Tableau has aggregated the sum of sales and sum of profit and plotted that. If we want more marks in our view, we need to change the granularity or the extent to which the view is broken down. Increasing granularity is done by adding dimensions to the view. Putting Segment on color breaks that single point into three – a point for sum of sales by sum of profit for each Segment. If we add Market to size, we now have 15 marks – there’s now a point per Segment for each Market. Changing Market to another shelf, such as shape, hasn’t changed the granularity of the view – we still have 15 marks. And those 15 marks are still the sums of profit and sales for that combination of dimensions.
Here, this mark is the sum of sales by the sum of profit for the corporate segment for USCA. The value of profit and sales is the aggregation that depends on the breakdown, or granularity, of the view. The Detail Shelf The Detail shelf is a way of impacting the granularity of the view without encoding a field by color or size or shape – let’s see what it looks like if we put Customer ID onto detail. We don’t have a shape or color per customer, but our view now shows marks aggregated to the granularity of each specific combination of Segment, Market, and Customer ID. Aggregation in Calculations Ok, so why do we care about all that when we’re just trying to make a profit ratio?

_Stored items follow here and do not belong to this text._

use bytes::{Bytes, BytesMut};
use criterion::{criterion_group, criterion_main, BatchSize, Criterion, Throughput};
use handle_ipc::core::envelope::{Envelope, Payload};
use handle_ipc::core::frame::FrameCodec;
use handle_ipc::Directory;
use tokio_util::codec::{Decoder, Encoder};

#[allow(clippy::unwrap_used)]
fn bench_frame_encode_decode(c: &mut Criterion) {
    let mut group = c.benchmark_group("frame_encode_decode");
    let payload_sizes = [64usize, 512, 4096, 65536, 1024 * 1024];

    for &size in &payload_sizes {
        let payload = Bytes::from(vec![0u8; size]);
        group.throughput(Throughput::Bytes(size as u64));
        group.bench_function(format!("encode_{size}b"), |b| {
            b.iter_batched(
                || payload.clone(),
                |payload| {
                    let mut buf = BytesMut::with_capacity(size + 8);
                    FrameCodec.encode(payload, &mut buf).unwrap();
                },
                BatchSize::SmallInput,
            )
        });
        group.bench_function(format!("decode_{size}b"), |b| {
            let mut wire = BytesMut::new();
            FrameCodec.encode(payload.clone(), &mut wire).unwrap();
            b.iter_batched(
                || wire.clone(),
                |mut buf| {
                    let frame = FrameCodec.decode(&mut buf).unwrap();
                    assert!(frame.is_some());
                },
                BatchSize::SmallInput,
            )
        });
        group.bench_function(format!("envelope_{size}b"), |b| {
            let envelope = Envelope::new("bench", Payload::raw(payload.clone()));
            b.iter(|| envelope.to_bytes())
        });
    }

    group.finish();
}

#[allow(clippy::unwrap_used)]
fn bench_snapshot(c: &mut Criterion) {
    let mut group = c.benchmark_group("snapshot");
    for &handles in &[10usize, 100, 1000] {
        let mut directory = Directory::new();
        for h in 0..handles {
            for port in 0..4u16 {
                let endpoint = format!("10.0.{}.{}:{}", h / 250, h % 250, 9000 + port);
                directory.insert(&format!("handle{h}"), endpoint.parse().unwrap());
            }
        }
        let text = directory.to_snapshot();

        group.bench_function(format!("serialize_{handles}"), |b| {
            b.iter(|| directory.to_snapshot())
        });
        group.bench_function(format!("parse_{handles}"), |b| {
            b.iter(|| Directory::parse(&text).unwrap())
        });
    }
    group.finish();
}

criterion_group!(benches, bench_frame_encode_decode, bench_snapshot);
criterion_main!(benches);
//! # Configuration Management
//!
//! Centralized configuration for the directory service, senders, receivers and the
//! local directory store.
//!
//! ## Configuration Sources
//! - TOML files via `from_file()`
//! - Direct instantiation with defaults
//! - Environment overrides via `from_env()` (`HANDLE_IPC_*`)
//!
//! ## Security Considerations
//! - The service channel is only encrypted when both `password` and `salt` are set
//! - The same password and salt must be configured on every client of the service

use crate::error::{IpcError, Result};
use crate::utils::crypto::ChannelCipher;
use crate::utils::timeout;
use serde::{Deserialize, Serialize};
use std::fs::File;
use std::io::Read;
use std::net::IpAddr;
use std::path::{Path, PathBuf};
use std::time::Duration;
use tracing::Level;

/// Default TCP port of the directory service
pub const DEFAULT_SERVICE_PORT: u16 = 4455;

/// Default number of registration attempts made by a receiver
pub const DEFAULT_REGISTRATION_ATTEMPTS: u32 = 3;

/// Default listen backlog of a receiver (one more is added when a remote directory is used)
pub const DEFAULT_LISTEN_BACKLOG: i32 = 4;

/// Main configuration structure that contains all configurable settings
#[derive(Debug, Clone, Deserialize, Serialize, Default)]
pub struct IpcConfig {
    #[serde(default)]
    pub service: ServiceConfig,

    #[serde(default)]
    pub sender: SenderConfig,

    #[serde(default)]
    pub receiver: ReceiverConfig,

    #[serde(default)]
    pub local_store: LocalStoreConfig,

    #[serde(default)]
    pub logging: LoggingConfig,
}

impl IpcConfig {
    /// Load configuration from a TOML file
    pub fn from_file<P: AsRef<Path>>(path: P) -> Result<Self> {
        let mut file = File::open(path)
            .map_err(|e| IpcError::ConfigError(format!("Failed to open config file: {e}")))?;

        let mut contents = String::new();
        file.read_to_string(&mut contents)
            .map_err(|e| IpcError::ConfigError(format!("Failed to read config file: {e}")))?;

        Self::from_toml(&contents)
    }

    /// Load configuration from TOML string
    pub fn from_toml(content: &str) -> Result<Self> {
        toml::from_str::<Self>(content)
            .map_err(|e| IpcError::ConfigError(format!("Failed to parse TOML: {e}")))
    }

    /// Load configuration from environment variables
    pub fn from_env() -> Result<Self> {
        let mut config = Self::default();

        if let Ok(port) = std::env::var("HANDLE_IPC_SERVICE_PORT") {
            config.service.port = port
                .parse()
                .map_err(|_| IpcError::ConfigError(format!("Invalid service port: {port}")))?;
        }

        if let Ok(password) = std::env::var("HANDLE_IPC_SERVICE_PASSWORD") {
            config.service.password = Some(password);
        }

        if let Ok(salt) = std::env::var("HANDLE_IPC_SERVICE_SALT") {
            config.service.salt = Some(salt);
        }

        if let Ok(timeout) = std::env::var("HANDLE_IPC_CONNECT_TIMEOUT_MS") {
            if let Ok(val) = timeout.parse::<u64>() {
                config.sender.connect_timeout = Duration::from_millis(val);
                config.service.probe_timeout = Duration::from_millis(val);
            }
        }

        if let Ok(ip) = std::env::var("HANDLE_IPC_LOCAL_IP") {
            config.receiver.local_ip = Some(
                ip.parse()
                    .map_err(|_| IpcError::ConfigError(format!("Invalid local IP: {ip}")))?,
            );
        }

        if let Ok(dir) = std::env::var("HANDLE_IPC_STORE_DIR") {
            config.local_store.directory = Some(PathBuf::from(dir));
        }

        Ok(config)
    }

    /// Apply overrides to the default configuration
    pub fn default_with_overrides<F>(mutator: F) -> Self
    where
        F: FnOnce(&mut Self),
    {
        let mut config = Self::default();
        mutator(&mut config);
        config
    }

    /// Generate example configuration file content
    pub fn example_config() -> String {
        toml::to_string_pretty(&Self::default())
            .unwrap_or_else(|_| String::from("# Failed to generate example config"))
    }

    /// Save configuration to a file
    pub fn save_to_file<P: AsRef<Path>>(&self, path: P) -> Result<()> {
        let content = toml::to_string_pretty(self)
            .map_err(|e| IpcError::ConfigError(format!("Failed to serialize config: {e}")))?;

        std::fs::write(path, content)
            .map_err(|e| IpcError::ConfigError(format!("Failed to write config file: {e}")))?;

        Ok(())
    }

    /// Validate the configuration for common issues and misconfigurations
    ///
    /// Returns a list of validation errors. Empty list means configuration is valid.
    pub fn validate(&self) -> Vec<String> {
        let mut errors = Vec::new();
        errors.extend(self.service.validate());
        errors.extend(self.sender.validate());
        errors.extend(self.receiver.validate());
        errors.extend(self.logging.validate());
        errors
    }

    /// Validate and return Result - convenience method
    pub fn validate_strict(&self) -> Result<()> {
        let errors = self.validate();
        if errors.is_empty() {
            Ok(())
        } else {
            Err(IpcError::ConfigError(format!(
                "Configuration validation failed:\n  - {}",
                errors.join("\n  - ")
            )))
        }
    }
}

/// Directory service configuration
#[derive(Debug, Clone, Deserialize, Serialize)]
pub struct ServiceConfig {
    /// TCP port listened on for both IPv4-any and IPv6-any
    pub port: u16,

    /// Interval between two liveness sweeps
    #[serde(with = "duration_serde")]
    pub sweep_interval: Duration,

    /// Bound on each liveness connect-probe
    #[serde(with = "duration_serde")]
    pub probe_timeout: Duration,

    /// Password for the encrypted channel
    #[serde(default)]
    pub password: Option<String>,

    /// Salt for the encrypted channel, as hex or `{0x.., 0x..}`
    #[serde(default)]
    pub salt: Option<String>,
}

impl Default for ServiceConfig {
    fn default() -> Self {
        Self {
            port: DEFAULT_SERVICE_PORT,
            sweep_interval: timeout::SWEEP_INTERVAL,
            probe_timeout: timeout::DEFAULT_TIMEOUT,
            password: None,
            salt: None,
        }
    }
}

impl ServiceConfig {
    /// Build the channel cipher if encryption is configured.
    pub fn cipher(&self) -> Result<Option<ChannelCipher>> {
        match (&self.password, &self.salt) {
            (Some(password), Some(salt)) if !password.is_empty() => {
                let salt = ChannelCipher::parse_salt(salt)?;
                Ok(Some(ChannelCipher::new(password, &salt)?))
            }
            _ => Ok(None),
        }
    }

    pub fn validate(&self) -> Vec<String> {
        let mut errors = Vec::new();

        if self.sweep_interval.as_millis() < 100 {
            errors.push("Sweep interval too short (minimum: 100ms)".to_string());
        } else if self.sweep_interval.as_secs() > 3600 {
            errors.push("Sweep interval too long (maximum: 1 hour)".to_string());
        }

        if self.probe_timeout.as_millis() < 100 {
            errors.push("Probe timeout too short (minimum: 100ms)".to_string());
        } else if self.probe_timeout > self.sweep_interval {
            errors.push("Probe timeout cannot exceed the sweep interval".to_string());
        }

        match (&self.password, &self.salt) {
            (Some(_), None) | (None, Some(_)) => {
                errors.push("Password and salt must be given together".to_string());
            }
            (Some(password), Some(salt)) => {
                if password.is_empty() {
                    errors.push("Password cannot be empty when a salt is given".to_string());
                }
                match ChannelCipher::parse_salt(salt) {
                    Ok(bytes) if bytes.len() < 8 => {
                        errors.push("Salt too short (minimum: 8 bytes)".to_string());
                    }
                    Ok(_) => {}
                    Err(e) => errors.push(e.to_string()),
                }
            }
            (None, None) => {}
        }

        errors
    }
}

/// Sender configuration
#[derive(Debug, Clone, Deserialize, Serialize)]
pub struct SenderConfig {
    /// Bound on connecting to a receiver before it is skipped
    #[serde(with = "duration_serde")]
    pub connect_timeout: Duration,

    /// Keep the last serialized envelope and reuse it for an identical message
    pub buffered: bool,
}

impl Default for SenderConfig {
    fn default() -> Self {
        Self {
            connect_timeout: timeout::DEFAULT_TIMEOUT,
            buffered: false,
        }
    }
}

impl SenderConfig {
    pub fn validate(&self) -> Vec<String> {
        let mut errors = Vec::new();

        if self.connect_timeout.as_millis() < 10 {
            errors.push("Connect timeout too short (minimum: 10ms)".to_string());
        } else if self.connect_timeout.as_secs() > 300 {
            errors.push("Connect timeout too long (maximum: 300s)".to_string());
        }

        errors
    }
}

/// Receiver configuration
#[derive(Debug, Clone, Deserialize, Serialize)]
pub struct ReceiverConfig {
    /// Registration attempts before giving up
    pub registration_attempts: u32,

    /// Listen backlog
    pub listen_backlog: i32,

    /// Address to register instead of the discovered one
    #[serde(default)]
    pub local_ip: Option<IpAddr>,

    /// Ports the receiver may listen on; empty means any free port
    #[serde(default)]
    pub allowed_ports: Vec<u16>,
}

impl Default for ReceiverConfig {
    fn default() -> Self {
        Self {
            registration_attempts: DEFAULT_REGISTRATION_ATTEMPTS,
            listen_backlog: DEFAULT_LISTEN_BACKLOG,
            local_ip: None,
            allowed_ports: Vec::new(),
        }
    }
}

impl ReceiverConfig {
    pub fn validate(&self) -> Vec<String> {
        let mut errors = Vec::new();

        if self.registration_attempts == 0 {
            errors.push("Registration attempts must be greater than 0".to_string());
        }

        if self.listen_backlog < 1 {
            errors.push("Listen backlog must be at least 1".to_string());
        }

        if self.allowed_ports.contains(&0) {
            errors.push("Allowed ports cannot contain port 0".to_string());
        }

        errors
    }
}

/// Local directory store configuration
#[derive(Debug, Clone, Deserialize, Serialize, Default)]
pub struct LocalStoreConfig {
    /// Directory holding the snapshot and lock files; defaults to the per-user data dir
    #[serde(default)]
    pub directory: Option<PathBuf>,
}

/// Logging configuration
#[derive(Debug, Clone, Deserialize, Serialize)]
pub struct LoggingConfig {
    /// Application name for logs
    pub app_name: String,

    /// Log level
    #[serde(with = "log_level_serde")]
    pub log_level: Level,

    /// Whether to use JSON formatting for logs
    pub json_format: bool,
}

impl Default for LoggingConfig {
    fn default() -> Self {
        Self {
            app_name: String::from("handle-ipc"),
            log_level: Level::INFO,
            json_format: false,
        }
    }
}

impl LoggingConfig {
    pub fn validate(&self) -> Vec<String> {
        let mut errors = Vec::new();

        if self.app_name.is_empty() {
            errors.push("Application name cannot be empty".to_string());
        } else if self.app_name.len() > 64 {
            errors.push(format!(
                "Application name too long: {} characters (maximum: 64)",
                self.app_name.len()
            ));
        }

        errors
    }
}

/// Helper module for Duration serialization/deserialization
mod duration_serde {
    use serde::{Deserialize, Deserializer, Serialize, Serializer};
    use std::time::Duration;

    pub fn serialize<S>(duration: &Duration, serializer: S) -> Result<S::Ok, S::Error>
    where
        S: Serializer,
    {
        let millis = duration.as_millis() as u64;
        millis.serialize(serializer)
    }

    pub fn deserialize<'de, D>(deserializer: D) -> Result<Duration, D::Error>
    where
        D: Deserializer<'de>,
    {
        let millis = u64::deserialize(deserializer)?;
        Ok(Duration::from_millis(millis))
    }
}

/// Helper module for tracing::Level serialization/deserialization
mod log_level_serde {
    use serde::{Deserialize, Deserializer, Serialize, Serializer};
    use std::str::FromStr;
    use tracing::Level;

    pub fn serialize<S>(level: &Level, serializer: S) -> Result<S::Ok, S::Error>
    where
        S: Serializer,
    {
        let level_str = match *level {
            Level::TRACE => "trace",
            Level::DEBUG => "debug",
            Level::INFO => "info",
            Level::WARN => "warn",
            Level::ERROR => "error",
        };
        level_str.serialize(serializer)
    }

    pub fn deserialize<'de, D>(deserializer: D) -> Result<Level, D::Error>
    where
        D: Deserializer<'de>,
    {
        let level_str = String::deserialize(deserializer)?;
        Level::from_str(&level_str)
            .map_err(|_| serde::de::Error::custom(format!("Invalid log level: {level_str}")))
    }
}
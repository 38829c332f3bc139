//! Local address discovery and listener setup.

use std::io;
use std::net::{IpAddr, Ipv4Addr, SocketAddr};

use socket2::{Domain, Protocol, Socket, Type};
use tokio::net::TcpListener;
use tracing::{debug, warn};

use crate::error::{constants, IpcError, Result};

/// Pick the address a receiver registers under: the first non-loopback IPv4
/// address, else the first routable non-loopback IPv6 address.
pub fn select_registration_ip<I>(candidates: I) -> Option<IpAddr>
where
    I: IntoIterator<Item = IpAddr>,
{
    let mut v6 = None;
    for ip in candidates {
        if ip.is_loopback() || ip.is_unspecified() {
            continue;
        }
        match ip {
            IpAddr::V4(_) => return Some(ip),
            // link-local needs a scope id to be dialed from another host
            IpAddr::V6(v6_ip) if (v6_ip.segments()[0] & 0xffc0) == 0xfe80 => {}
            IpAddr::V6(_) => {
                v6.get_or_insert(ip);
            }
        }
    }
    v6
}

/// Resolve this host's registration address from its network interfaces.
///
/// Falls back to `127.0.0.1` when the host has no usable interface address.
pub fn discover_local_ip() -> Result<IpAddr> {
    let interfaces = local_ip_address::list_afinet_netifas().map_err(|e| {
        IpcError::Connection(format!("{}: {e}", constants::ERR_NO_LOCAL_ADDRESS))
    })?;

    match select_registration_ip(interfaces.into_iter().map(|(_, ip)| ip)) {
        Some(ip) => {
            debug!(ip = %ip, "Selected registration address");
            Ok(ip)
        }
        None => {
            warn!("{}, registering on loopback", constants::ERR_NO_LOCAL_ADDRESS);
            Ok(IpAddr::V4(Ipv4Addr::LOCALHOST))
        }
    }
}

/// True if nothing on this host currently holds `ip:port`.
pub fn can_bind(ip: IpAddr, port: u16) -> bool {
    std::net::TcpListener::bind(SocketAddr::new(ip, port)).is_ok()
}

/// Bind a non-blocking listener with an explicit backlog.
///
/// IPv6 listeners are IPv6-only so that an IPv4-any listener can share the port.
pub fn bind_listener(addr: SocketAddr, backlog: i32) -> io::Result<TcpListener> {
    let socket = Socket::new(Domain::for_address(addr), Type::STREAM, Some(Protocol::TCP))?;
    if addr.is_ipv6() {
        socket.set_only_v6(true)?;
    }
    socket.set_nonblocking(true)?;
    socket.bind(&addr.into())?;
    socket.listen(backlog)?;
    TcpListener::from_std(socket.into())
}
//! # handle-ipc
//!
//! Brokerless messaging between processes over plain TCP. Receivers register
//! an endpoint under a shared handle; senders resolve the handle before every
//! send and write to all registered endpoints.
//!
//! ## Directory backends
//! - [`LocalStore`]: per-user snapshot file guarded by a cross-process lock,
//!   for processes on one host
//! - [`RemoteStore`]: client of a [`DirectoryService`], optionally encrypted,
//!   for processes spread over several hosts
//!
//! ## Example
//! ```no_run
//! use std::sync::Arc;
//! use handle_ipc::{DirectoryStore, LocalStore, Receiver, Sender};
//!
//! # async fn run() -> handle_ipc::Result<()> {
//! let store: Arc<dyn DirectoryStore> = Arc::new(LocalStore::open(&Default::default())?);
//!
//! let receiver = Receiver::new("jobs", store.clone(), Default::default()).await?;
//! let mut messages = receiver.subscribe();
//!
//! let sender = Sender::new("jobs", store, Default::default())?;
//! sender.send("hello").await?;
//!
//! let message = messages.recv().await.expect("receiver alive");
//! assert_eq!(message.decode::<String>()?, "hello");
//! # Ok(())
//! # }
//! ```

pub mod config;
pub mod core;
pub mod directory;
pub mod error;
pub mod service;
pub mod sweep;
pub mod transport;
pub mod utils;

pub use crate::config::IpcConfig;
pub use crate::core::envelope::{Envelope, Payload, PayloadKind};
pub use crate::core::snapshot::Directory;
pub use crate::directory::{DirectoryStore, LocalStore, RegisterOptions, RemoteStore, ServiceConnection};
pub use crate::error::{IpcError, Result};
pub use crate::service::DirectoryService;
pub use crate::transport::{ReceivedMessage, Receiver, Sender, SenderEvent};
pub use crate::utils::crypto::ChannelCipher;
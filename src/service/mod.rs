//! # Directory Service
//!
//! Long-running TCP server that owns the authoritative in-memory directory for
//! a distributed deployment.
//!
//! ## Protocol
//! One framed request answered by one framed reply, repeated for the life of
//! the connection:
//! ```text
//! Request:  Frame(empty)      -> get
//!           Frame(snapshot)   -> replace
//! Reply:    Frame(current snapshot)
//! ```
//! With a configured password and salt both directions carry the snapshot
//! encrypted as base64 text.
//!
//! ## Liveness
//! A sweeper task connect-probes every endpoint on a fixed interval and drops
//! the ones that do not answer. The directory lock is taken only to copy the
//! directory and to install the result.

pub mod server;

pub use server::DirectoryService;
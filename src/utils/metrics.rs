//! Observability and Metrics
//!
//! Process-wide counters for messaging, directory traffic and liveness sweeps.
//!
//! Uses atomic counters for thread-safe metrics collection.

use std::sync::atomic::{AtomicU64, Ordering};
use std::time::Instant;
use tracing::{debug, info};

/// Global metrics collector
#[derive(Debug)]
pub struct Metrics {
    /// Envelopes written to a receiver
    pub messages_sent: AtomicU64,
    /// Envelopes published by a receiver
    pub messages_received: AtomicU64,
    /// Envelope bytes written
    pub bytes_sent: AtomicU64,
    /// Envelope payload bytes received
    pub bytes_received: AtomicU64,
    /// Endpoints skipped because a connect failed
    pub endpoints_skipped: AtomicU64,
    /// Connections dropped for carrying a foreign handle
    pub foreign_handles: AtomicU64,
    /// Directory service requests served
    pub directory_requests: AtomicU64,
    /// Liveness probes attempted
    pub probes_total: AtomicU64,
    /// Liveness probes that failed
    pub probes_failed: AtomicU64,
    /// Sweep passes run by a directory service
    pub sweeps_total: AtomicU64,
    /// Endpoints removed by service sweeps and local prunes
    pub endpoints_pruned: AtomicU64,
    /// Connection errors
    pub connection_errors: AtomicU64,
    start_time: Instant,
}

impl Metrics {
    pub fn new() -> Self {
        Self {
            messages_sent: AtomicU64::new(0),
            messages_received: AtomicU64::new(0),
            bytes_sent: AtomicU64::new(0),
            bytes_received: AtomicU64::new(0),
            endpoints_skipped: AtomicU64::new(0),
            foreign_handles: AtomicU64::new(0),
            directory_requests: AtomicU64::new(0),
            probes_total: AtomicU64::new(0),
            probes_failed: AtomicU64::new(0),
            sweeps_total: AtomicU64::new(0),
            endpoints_pruned: AtomicU64::new(0),
            connection_errors: AtomicU64::new(0),
            start_time: Instant::now(),
        }
    }

    pub fn message_sent(&self, byte_count: u64) {
        self.messages_sent.fetch_add(1, Ordering::Relaxed);
        self.bytes_sent.fetch_add(byte_count, Ordering::Relaxed);
    }

    pub fn message_received(&self, byte_count: u64) {
        self.messages_received.fetch_add(1, Ordering::Relaxed);
        self.bytes_received.fetch_add(byte_count, Ordering::Relaxed);
    }

    pub fn endpoint_skipped(&self) {
        self.endpoints_skipped.fetch_add(1, Ordering::Relaxed);
    }

    pub fn foreign_handle(&self) {
        self.foreign_handles.fetch_add(1, Ordering::Relaxed);
    }

    pub fn directory_request(&self) {
        self.directory_requests.fetch_add(1, Ordering::Relaxed);
    }

    pub fn probe(&self, reachable: bool) {
        self.probes_total.fetch_add(1, Ordering::Relaxed);
        if !reachable {
            self.probes_failed.fetch_add(1, Ordering::Relaxed);
        }
    }

    pub fn sweep(&self, pruned: u64) {
        self.sweeps_total.fetch_add(1, Ordering::Relaxed);
        self.endpoints_pruned.fetch_add(pruned, Ordering::Relaxed);
    }

    /// Endpoints dropped by a local prune. Local prunes piggyback on reads and
    /// are not counted as sweeps.
    pub fn pruned(&self, count: u64) {
        self.endpoints_pruned.fetch_add(count, Ordering::Relaxed);
    }

    pub fn connection_error(&self) {
        self.connection_errors.fetch_add(1, Ordering::Relaxed);
    }

    /// Get current metrics snapshot
    pub fn snapshot(&self) -> MetricsSnapshot {
        MetricsSnapshot {
            messages_sent: self.messages_sent.load(Ordering::Relaxed),
            messages_received: self.messages_received.load(Ordering::Relaxed),
            bytes_sent: self.bytes_sent.load(Ordering::Relaxed),
            bytes_received: self.bytes_received.load(Ordering::Relaxed),
            endpoints_skipped: self.endpoints_skipped.load(Ordering::Relaxed),
            foreign_handles: self.foreign_handles.load(Ordering::Relaxed),
            directory_requests: self.directory_requests.load(Ordering::Relaxed),
            probes_total: self.probes_total.load(Ordering::Relaxed),
            probes_failed: self.probes_failed.load(Ordering::Relaxed),
            sweeps_total: self.sweeps_total.load(Ordering::Relaxed),
            endpoints_pruned: self.endpoints_pruned.load(Ordering::Relaxed),
            connection_errors: self.connection_errors.load(Ordering::Relaxed),
            uptime_seconds: self.start_time.elapsed().as_secs(),
        }
    }

    /// Log current metrics
    pub fn log_metrics(&self) {
        let snapshot = self.snapshot();
        info!(
            messages_sent = snapshot.messages_sent,
            messages_received = snapshot.messages_received,
            bytes_sent = snapshot.bytes_sent,
            bytes_received = snapshot.bytes_received,
            endpoints_skipped = snapshot.endpoints_skipped,
            foreign_handles = snapshot.foreign_handles,
            directory_requests = snapshot.directory_requests,
            probes_total = snapshot.probes_total,
            probes_failed = snapshot.probes_failed,
            sweeps_total = snapshot.sweeps_total,
            endpoints_pruned = snapshot.endpoints_pruned,
            connection_errors = snapshot.connection_errors,
            uptime_seconds = snapshot.uptime_seconds,
            "IPC metrics snapshot"
        );
    }
}

impl Default for Metrics {
    fn default() -> Self {
        Self::new()
    }
}

/// Snapshot of metrics at a point in time
#[derive(Debug, Clone)]
pub struct MetricsSnapshot {
    pub messages_sent: u64,
    pub messages_received: u64,
    pub bytes_sent: u64,
    pub bytes_received: u64,
    pub endpoints_skipped: u64,
    pub foreign_handles: u64,
    pub directory_requests: u64,
    pub probes_total: u64,
    pub probes_failed: u64,
    pub sweeps_total: u64,
    pub endpoints_pruned: u64,
    pub connection_errors: u64,
    pub uptime_seconds: u64,
}

static METRICS: once_cell::sync::Lazy<Metrics> = once_cell::sync::Lazy::new(Metrics::new);

/// Get the global metrics instance
pub fn global_metrics() -> &'static Metrics {
    &METRICS
}

/// Timer for measuring operation duration
pub struct Timer {
    start: Instant,
    operation: &'static str,
}

impl Timer {
    /// Start timing an operation
    pub fn start(operation: &'static str) -> Self {
        Self {
            start: Instant::now(),
            operation,
        }
    }
}

impl Drop for Timer {
    fn drop(&mut self) {
        let duration = self.start.elapsed();
        debug!(
            operation = self.operation,
            duration_ms = duration.as_millis(),
            "Operation completed"
        );
    }
}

The key point for calculations is that the way Tableau calculates depends on the aggregation of the data – therefore it depends on the granularity of the view. Here, Tableau has 3 summed the profits and sales for all orders in each Category and presents a value for each. If we drill down to Sub-Category, we see the summed profits and sales per subcategory. If we expand out to the Row ID, we see the individual records. Profit Ratio Calculation Keeping that in mind, let’s look at how to calculate a Profit Ratio. Here we have two calculated fields, Profit/Sales, and SUM(Profit)/SUM(Sales). In each case, the formula is simply what appears in the name. When we’re at the record level, we see that they give the same answer. However, when we roll back and look at our Sub-Category level, it starts looking really weird. Suddenly our ratios don’t match, and the Profit/Sales one, here in red, has huge numbers. What’s happening here? When Tableau aggregates the profit/sales calculation to the granularity of the bar chart, it’s summing the ratios themselves. A profit ratio has been calculated for each record, and those ratios have been summed.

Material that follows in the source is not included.